● WORK TASK
Word for word, restate each entry in the listing below.

● RAW DATA
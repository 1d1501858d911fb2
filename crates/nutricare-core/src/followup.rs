//! Follow-up reconciliation.
//!
//! A follow-up session merges a new follow-up's working data with its parent
//! assessment: identity is inherited, the weight delta and objective
//! attainment are computed against the parent, and intake totals are
//! adjusted for non-nutritional calories. The session is a small state
//! machine; its one hard rule is that a follow-up cannot be saved without a
//! captured recalculation result.

use serde::{Deserialize, Serialize};
use serde_json::{Map, Value, json};
use thiserror::Error;
use ts_rs::TS;

use crate::error::CoreError;
use crate::metrics::{DerivedMetrics, round2};
use crate::models::assessment::{AssessmentKind, FollowUpDraft, SaveContext, StoredAssessment};
use crate::models::general_info::GeneralInfo;
use crate::models::nutrition::{NutritionRoute, NutritionalRecalculation};
use crate::normalize::{
    PreparedDocument, advisory_warnings, apply_metrics, fan_out_goal_aliases, scrub,
    stamp_metadata, validate_identity,
};
use crate::objective::{NutritionalObjective, recalculation_goals, resolve};

/// A weight change of at least this percentage (either direction) is
/// flagged clinically significant.
pub const SIGNIFICANT_WEIGHT_CHANGE_PCT: f64 = 5.0;

#[derive(Debug, Error)]
pub enum FollowUpError {
    #[error("no parent assessment selected; a follow-up requires one")]
    NoParentAssessment,

    #[error(
        "the nutritional recalculation has not been captured; redo the recalculation step before saving"
    )]
    RecalculationMissing,

    #[error("this follow-up session was already saved")]
    AlreadySaved,

    #[error(transparent)]
    Core(#[from] CoreError),
}

// ── Weight comparison ────────────────────────────────────────────────────────

#[derive(Debug, Clone, Copy, PartialEq, Eq, Serialize, Deserialize, TS)]
#[serde(rename_all = "lowercase")]
#[ts(export)]
pub enum WeightTrend {
    Increase,
    Loss,
    Stable,
}

#[derive(Debug, Clone, Copy, PartialEq, Serialize, Deserialize, TS)]
#[serde(rename_all = "camelCase")]
#[ts(export)]
pub struct WeightComparison {
    pub previous_weight: f64,
    pub current_weight: f64,
    pub delta: f64,
    pub percent_change: f64,
    pub trend: WeightTrend,
    pub clinically_significant: bool,
}

/// Compare the new measurement against the parent's weight. Unlike the
/// screening loss-percent metric, this reports gain as well as loss.
pub fn compare_weight(previous_kg: f64, current_kg: f64) -> Option<WeightComparison> {
    if previous_kg <= 0.0 || current_kg <= 0.0 {
        return None;
    }
    let delta = current_kg - previous_kg;
    let percent_change = round2(delta / previous_kg * 100.0);
    let trend = if delta > 0.0 {
        WeightTrend::Increase
    } else if delta < 0.0 {
        WeightTrend::Loss
    } else {
        WeightTrend::Stable
    };
    Some(WeightComparison {
        previous_weight: previous_kg,
        current_weight: current_kg,
        delta: round2(delta),
        percent_change,
        trend,
        clinically_significant: percent_change.abs() >= SIGNIFICANT_WEIGHT_CHANGE_PCT,
    })
}
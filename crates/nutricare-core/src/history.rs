//! Assessment history grouping.
//!
//! Loaded records are sorted by their resolved sort timestamp and grouped
//! into per-patient timelines keyed by document number. Groups are rebuilt
//! on every load and after every delete; they are never persisted.

use serde::{Deserialize, Serialize};
use ts_rs::TS;

use crate::models::assessment::StoredAssessment;
use crate::sort_date::sort_timestamp;

/// One patient's timeline: every assessment sharing a document number,
/// newest first. `mostRecentAssessment` duplicates `assessments[0]` so the
/// frontend can render group summaries without indexing.
#[derive(Debug, Clone, Serialize, Deserialize, TS)]
#[serde(rename_all = "camelCase")]
#[ts(export)]
pub struct PatientGroup {
    pub document_number: String,
    pub patient_name: String,
    pub assessments: Vec<StoredAssessment>,
    pub most_recent_assessment: StoredAssessment,
}

/// Everything the history screen needs from one load.
#[derive(Debug, Clone, Serialize, Deserialize, TS)]
#[serde(rename_all = "camelCase")]
#[ts(export)]
pub struct HistoryView {
    /// All records, newest first. Records with no resolvable document
    /// number appear here but in no group.
    pub records: Vec<StoredAssessment>,
    /// Groups ordered by their most recent record, newest group first.
    pub groups: Vec<PatientGroup>,
}

pub fn build_history(mut records: Vec<StoredAssessment>) -> HistoryView {
    records.sort_by(|a, b| sort_timestamp(&b.doc).cmp(&sort_timestamp(&a.doc)));

    let mut groups: Vec<(String, Vec<StoredAssessment>)> = Vec::new();
    for record in &records {
        let Some(document_number) = record.document_number() else {
            continue;
        };
        match groups.iter_mut().find(|(key, _)| *key == document_number) {
            Some((_, members)) => members.push(record.clone()),
            None => groups.push((document_number, vec![record.clone()])),
        }
    }

    let groups = groups
        .into_iter()
        .map(|(document_number, assessments)| {
            let patient_name = assessments
                .iter()
                .find_map(|a| a.patient_name().map(str::to_string))
                .unwrap_or_default();
            PatientGroup {
                document_number,
                patient_name,
                most_recent_assessment: assessments[0].clone(),
                assessments,
            }
        })
        .collect();

    HistoryView { records, groups }
}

● EXERCISE OUTPUT
repository 1d1501858d911fb2
filename crates/nutricare-core/src/followup.rs
//! Follow-up reconciliation.
//!
//! A follow-up session merges a new follow-up's working data with its parent
//! assessment: identity is inherited, the weight delta and objective
//! attainment are computed against the parent, and intake totals are
//! adjusted for non-nutritional calories. The session is a small state
//! machine; its one hard rule is that a follow-up cannot be saved without a
//! captured recalculation result.

use serde::{Deserialize, Serialize};
use serde_json::{Map, Value, json};
use thiserror::Error;
use ts_rs::TS;

use crate::error::CoreError;
use crate::metrics::{DerivedMetrics, round2};
use crate::models::assessment::{AssessmentKind, FollowUpDraft, SaveContext, StoredAssessment};
use crate::models::general_info::GeneralInfo;
use crate::models::nutrition::{NutritionRoute, NutritionalRecalculation};
use crate::normalize::{
    PreparedDocument, advisory_warnings, apply_metrics, fan_out_goal_aliases, scrub,
    stamp_metadata, validate_identity,
};
use crate::objective::{NutritionalObjective, recalculation_goals, resolve};

/// A weight change of at least this percentage (either direction) is
/// flagged clinically significant.
pub const SIGNIFICANT_WEIGHT_CHANGE_PCT: f64 = 5.0;

#[derive(Debug, Error)]
pub enum FollowUpError {
    #[error("no parent assessment selected; a follow-up requires one")]
    NoParentAssessment,

    #[error(
        "the nutritional recalculation has not been captured; redo the recalculation step before saving"
    )]
    RecalculationMissing,

    #[error("this follow-up session was already saved")]
    AlreadySaved,

    #[error(transparent)]
    Core(#[from] CoreError),
}

// ── Weight comparison ────────────────────────────────────────────────────────

#[derive(Debug, Clone, Copy, PartialEq, Eq, Serialize, Deserialize, TS)]
#[serde(rename_all = "lowercase")]
#[ts(export)]
pub enum WeightTrend {
    Increase,
    Loss,
    Stable,
}

#[derive(Debug, Clone, Copy, PartialEq, Serialize, Deserialize, TS)]
#[serde(rename_all = "camelCase")]
#[ts(export)]
pub struct WeightComparison {
    pub previous_weight: f64,
    pub current_weight: f64,
    pub delta: f64,
    pub percent_change: f64,
    pub trend: WeightTrend,
    pub clinically_significant: bool,
}

/// Compare the new measurement against the parent's weight. Unlike the
/// screening loss-percent metric, this reports gain as well as loss.
pub fn compare_weight(previous_kg: f64, current_kg: f64) -> Option<WeightComparison> {
    if previous_kg <= 0.0 || current_kg <= 0.0 {
        return None;
    }
    let delta = current_kg - previous_kg;
    let percent_change = round2(delta / previous_kg * 100.0);
    let trend = if delta > 0.0 {
        WeightTrend::Increase
    } else if delta < 0.0 {
        WeightTrend::Loss
    } else {
        WeightTrend::Stable
    };
    Some(WeightComparison {
        previous_weight: previous_kg,
        current_weight: current_kg,
        delta: round2(delta),
        percent_change,
        trend,
        clinically_significant: percent_change.abs() >= SIGNIFICANT_WEIGHT_CHANGE_PCT,
    })
}
filename crates/nutricare-core/src/history.rs
//! Assessment history grouping.
//!
//! Loaded records are sorted by their resolved sort timestamp and grouped
//! into per-patient timelines keyed by document number. Groups are rebuilt
//! on every load and after every delete; they are never persisted.

use serde::{Deserialize, Serialize};
use ts_rs::TS;

use crate::models::assessment::StoredAssessment;
use crate::sort_date::sort_timestamp;

/// One patient's timeline: every assessment sharing a document number,
/// newest first. `mostRecentAssessment` duplicates `assessments[0]` so the
/// frontend can render group summaries without indexing.
#[derive(Debug, Clone, Serialize, Deserialize, TS)]
#[serde(rename_all = "camelCase")]
#[ts(export)]
pub struct PatientGroup {
    pub document_number: String,
    pub patient_name: String,
    pub assessments: Vec<StoredAssessment>,
    pub most_recent_assessment: StoredAssessment,
}

/// Everything the history screen needs from one load.
#[derive(Debug, Clone, Serialize, Deserialize, TS)]
#[serde(rename_all = "camelCase")]
#[ts(export)]
pub struct HistoryView {
    /// All records, newest first. Records with no resolvable document
    /// number appear here but in no group.
    pub records: Vec<StoredAssessment>,
    /// Groups ordered by their most recent record, newest group first.
    pub groups: Vec<PatientGroup>,
}

pub fn build_history(mut records: Vec<StoredAssessment>) -> HistoryView {
    records.sort_by(|a, b| sort_timestamp(&b.doc).cmp(&sort_timestamp(&a.doc)));

    let mut groups: Vec<(String, Vec<StoredAssessment>)> = Vec::new();
    for record in &records {
        let Some(document_number) = record.document_number() else {
            continue;
        };
        match groups.iter_mut().find(|(key, _)| *key == document_number) {
            Some((_, members)) => members.push(record.clone()),
            None => groups.push((document_number, vec![record.clone()])),
        }
    }

    let groups = groups
        .into_iter()
        .map(|(document_number, assessments)| {
            let patient_name = assessments
                .iter()
                .find_map(|a| a.patient_name().map(str::to_string))
                .unwrap_or_default();
            PatientGroup {
                document_number,
                patient_name,
                most_recent_assessment: assessments[0].clone(),
                assessments,
            }
        })
        .collect();

    HistoryView { records, groups }
}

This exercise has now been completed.